Intramembrane proteases in neurodegenerative diseases

Prof Dr Regina Fluhrer, from the University of Augsburg, explains how intramembrane proteases have been implicated in the emergence of neurodegenerative diseases

Neurodegeneration is characterised by a progressive loss of neurons being the hallmark of a variety of neurodegenerative diseases, including Amyotrophic Lateral Sclerosis, Parkinson’s disease, Alzheimer’s disease and Huntington’s disease.

Despite extensive research efforts, the molecular mechanisms of neurodegeneration are still not comprehensively understood, and the corresponding diseases are incurable.

In recent years intramembrane proteases have been implicated in emergence of different neurodegenerative diseases. This intriguing protease family cleaves its substrates in the plane of cellular membranes (read more in the October 2018 edition of Open Access Government), either degrading their substrates or releasing protein fragments capable of transferring signals across membranes (read more in the January 2019 edition of Open Access Government).

The best studied intramembrane protease, in the context of neurodegeneration, is presenilin, an aspartyl intramembrane protease that contributes to the development of amyloid plaques, one pathological hallmark of Alzheimer’s disease. In contrast to all other intramembrane proteases, presenilin requires the formation of a protein complex to be active.

Its partners in this complex, which is termed γ-secretase, are the proteins nicastrin, Aph-1 and Pen-2. Only if all four partners assemble correctly, presenilin is active and cleaves its substrates, among them the β-Amyloid-Precursor Protein (APP), which harbours the β-Amyloid peptide found to aggregate in brains of Alzheimer’s disease patients. Before APP is accessible to γ-secretase it needs to be cleaved by an independent protease in its extracellular domain, which is thereupon secreted.

In principle, two proteases can mediate this initial cleavage. If α-secretase, represented by ADAM10, cleaves APP, the β-Amyloid peptide is destroyed, and γ-secretase liberates a peptide that is not aggregating (non-amyloidogenic processing). If β-secretase, represented by BACE-1, cleaves APP, the subsequent cleavage by γ-secretase liberates the β-Amyloid peptide (amyloidogenic processing) (Figure 1). The cleavage of APP by γ-secretase, is not precise, but liberates β-Amyloid peptides of different length. This results from multiple-cleavages of presenilin in the transmembrane domain of its substrate. A phenomenon that is also observed for other intramembrane proteases and commonly referred to as processivity.

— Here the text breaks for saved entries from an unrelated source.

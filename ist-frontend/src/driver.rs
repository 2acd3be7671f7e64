//! Runs the scanner and the parser over one source unit under a [`Config`].
use std::{slice, sync::Arc, time::Instant};

use codespan_reporting::diagnostic::Diagnostic;
use thiserror::Error;
use tracing::{debug, info};

use crate::{
    ast::ParseTree, lex, lex_recovering, parse, parse_recovering, Config, ParseError, Position,
    ScanError, SourceUnit,
};

/// The result of work that may stop early or finish with errors.
#[derive(Debug, Clone, PartialEq)]
pub enum Outcome<T, E> {
    /// Finished without errors
    Complete(T),
    /// Finished, but parts of the input were skipped because of the errors
    Partial(T, Vec<E>),
    /// Stopped at the error
    Failed(E),
}

impl<T, E> Outcome<T, E> {
    pub fn is_complete(&self) -> bool {
        matches!(self, Outcome::Complete(_))
    }

    /// The finished value, if there is one
    pub fn value(&self) -> Option<&T> {
        match self {
            Outcome::Complete(value) | Outcome::Partial(value, _) => Some(value),
            Outcome::Failed(_) => None,
        }
    }

    pub fn errors(&self) -> &[E] {
        match self {
            Outcome::Complete(_) => &[],
            Outcome::Partial(_, errors) => errors,
            Outcome::Failed(error) => slice::from_ref(error),
        }
    }
}

#[derive(Debug, Clone, PartialEq, Eq, Error)]
pub enum FrontendError {
    #[error(transparent)]
    Scan(#[from] ScanError),
    #[error(transparent)]
    Parse(#[from] ParseError),
}

impl FrontendError {
    pub fn code(&self) -> &'static str {
        match self {
            FrontendError::Scan(error) => error.code(),
            FrontendError::Parse(error) => error.code(),
        }
    }

    pub fn message(&self) -> &'static str {
        match self {
            FrontendError::Scan(error) => error.message(),
            FrontendError::Parse(error) => error.message(),
        }
    }

    pub fn position(&self) -> Position {
        match self {
            FrontendError::Scan(error) => error.position().clone(),
            FrontendError::Parse(error) => error.position(),
        }
    }
}

impl From<FrontendError> for Diagnostic<()> {
    fn from(error: FrontendError) -> Self {
        match error {
            FrontendError::Scan(error) => error.into(),
            FrontendError::Parse(error) => error.into(),
        }
    }
}

/// Scans and parses source units.
///
/// A `Frontend` holds no state between runs, so one value can be shared by threads processing
/// different units.
#[derive(Debug, Clone, Default)]
pub struct Frontend {
    config: Config,
}

impl Frontend {
    pub fn new(config: Config) -> Self {
        Self { config }
    }

    pub fn config(&self) -> &Config {
        &self.config
    }

    pub fn run(
        &self,
        name: impl Into<Arc<str>>,
        text: impl Into<Arc<str>>,
    ) -> Outcome<(SourceUnit, ParseTree), FrontendError> {
        let name = name.into();
        debug!(source = %name, recover = self.config.recover, "running front end");

        if self.config.recover {
            self.run_recovering(name, text.into())
        } else {
            self.run_fatal(name, text.into())
        }
    }

    fn run_fatal(
        &self,
        name: Arc<str>,
        text: Arc<str>,
    ) -> Outcome<(SourceUnit, ParseTree), FrontendError> {
        let start = Instant::now();
        let unit = match lex(name, text) {
            Ok(unit) => unit,
            Err(error) => return Outcome::Failed(error.into()),
        };
        self.timing("scan", unit.name(), start);

        let start = Instant::now();
        let tree = match parse(&unit) {
            Ok(tree) => tree,
            Err(error) => return Outcome::Failed(error.into()),
        };
        self.timing("parse", unit.name(), start);

        Outcome::Complete((unit, tree))
    }

    fn run_recovering(
        &self,
        name: Arc<str>,
        text: Arc<str>,
    ) -> Outcome<(SourceUnit, ParseTree), FrontendError> {
        let limit = self.config.error_limit;

        let start = Instant::now();
        let (unit, scan_errors) = lex_recovering(name, text);
        self.timing("scan", unit.name(), start);

        let mut errors: Vec<FrontendError> = scan_errors
            .into_iter()
            .take(limit)
            .map(FrontendError::from)
            .collect();

        let tree = if errors.len() < limit {
            let start = Instant::now();
            let (tree, parse_errors) =
                parse_recovering(unit.shared_name(), unit.tokens(), limit - errors.len());
            self.timing("parse", unit.name(), start);

            errors.extend(parse_errors.into_iter().map(FrontendError::from));
            tree
        } else {
            debug!(limit, "error limit reached while scanning, not parsing");
            ParseTree::new(unit.shared_name())
        };

        if errors.is_empty() {
            Outcome::Complete((unit, tree))
        } else {
            Outcome::Partial((unit, tree), errors)
        }
    }

    fn timing(&self, phase: &str, source: &str, start: Instant) {
        if self.config.timings {
            info!(source, elapsed = ?start.elapsed(), "{phase} finished");
        }
    }
}

#[cfg(test)]
mod test {
    use test_log::test;

    use super::*;
    use crate::{Expectations, TokenKind};

    fn recovering() -> Frontend {
        Frontend::new(Config::new(true, Config::DEFAULT_ERROR_LIMIT, true))
    }

    #[test]
    fn complete_run() {
        let outcome = Frontend::default().run("driver.ist", "x Int\ny Float");

        assert!(outcome.is_complete());
        assert!(outcome.errors().is_empty());
        let (unit, tree) = outcome.value().unwrap();
        assert_eq!(unit.tokens().len(), 4);
        assert_eq!(tree.declarations().len(), 2);
    }

    #[test]
    fn fatal_scan_error() {
        let outcome = Frontend::default().run("driver.ist", "x @ Int");

        assert!(outcome.value().is_none());
        match outcome.errors() {
            [FrontendError::Scan(ScanError::UnrecognizedCharacter(at, '@'))] => {
                assert_eq!(at.offset(), 2);
            }
            other => panic!("Expected one scan error, got {other:?}"),
        }
    }

    #[test]
    fn fatal_parse_error() {
        let outcome = Frontend::default().run("driver.ist", "x Int\n42");

        match outcome {
            Outcome::Failed(FrontendError::Parse(ParseError::UnexpectedToken {
                found,
                expected,
            })) => {
                assert_eq!(found.kind(), TokenKind::Number);
                assert_eq!(expected, Expectations::Production("a declaration"));
            }
            other => panic!("Expected a parse error, got {other:?}"),
        }
    }

    #[test]
    fn recovering_run_reports_every_phase() {
        let outcome = recovering().run("driver.ist", "x @\ny Int\n\"open");

        let (unit, tree) = outcome.value().unwrap();
        let kinds: Vec<_> = unit.tokens().iter().map(|token| token.kind()).collect();
        assert_eq!(
            kinds,
            [
                TokenKind::Identifier,
                TokenKind::Rune,
                TokenKind::Identifier,
                TokenKind::Identifier,
                TokenKind::Rune,
            ]
        );

        // `x` stops at the rune, which only the scanner reports
        let codes: Vec<_> = outcome.errors().iter().map(FrontendError::code).collect();
        assert_eq!(codes, ["E002", "E001"]);
        assert_eq!(tree.declarations().len(), 1);
        assert_eq!(tree.declarations()[0].as_var().unwrap().name().value(), "y");
    }

    #[test]
    fn recovering_keeps_the_good_declarations() {
        let outcome = recovering().run("driver.ist", "a 1\nb Int\nc == 2\nd Float");

        let (_, tree) = outcome.value().unwrap();
        let names: Vec<_> = tree
            .declarations()
            .iter()
            .map(|decl| decl.as_var().unwrap().name().value())
            .collect();
        assert_eq!(names, ["b", "d"]);
        assert_eq!(outcome.errors().len(), 2);
    }

    #[test]
    fn error_limit_covers_scan_errors() {
        let frontend = Frontend::new(Config::new(true, 2, false));
        let outcome = frontend.run("driver.ist", "@ # $ x");

        assert_eq!(outcome.errors().len(), 2);
        let (_, tree) = outcome.value().unwrap();
        assert!(tree.declarations().is_empty());
    }

    #[test]
    fn diagnostics_carry_codes() {
        let outcome = Frontend::default().run("driver.ist", "\"open");
        let error = outcome.errors()[0].clone();

        assert_eq!(error.code(), "E001");
        assert_eq!(error.position().column(), 1);

        let diagnostic: Diagnostic<()> = error.into();
        assert_eq!(diagnostic.code.as_deref(), Some("E001"));
        assert_eq!(diagnostic.labels.len(), 1);
    }
}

The longer the β-Amyloid peptides, the better they aggregate. Interestingly, patients that carry mutations in one of their presenilin genes produce more of the longer β-Amyloid peptides and suffer from early onset Alzheimer’s Disease, also known as familial Alzheimer’s disease (FAD), that is typically characterised by a more rapid and aggressive progress. Based on this, inhibition of presenilin to abolish β-Amyloid peptide production or modulation of its processivity to favour production of shorter β-Amyloid peptides became an attractive treatment strategy.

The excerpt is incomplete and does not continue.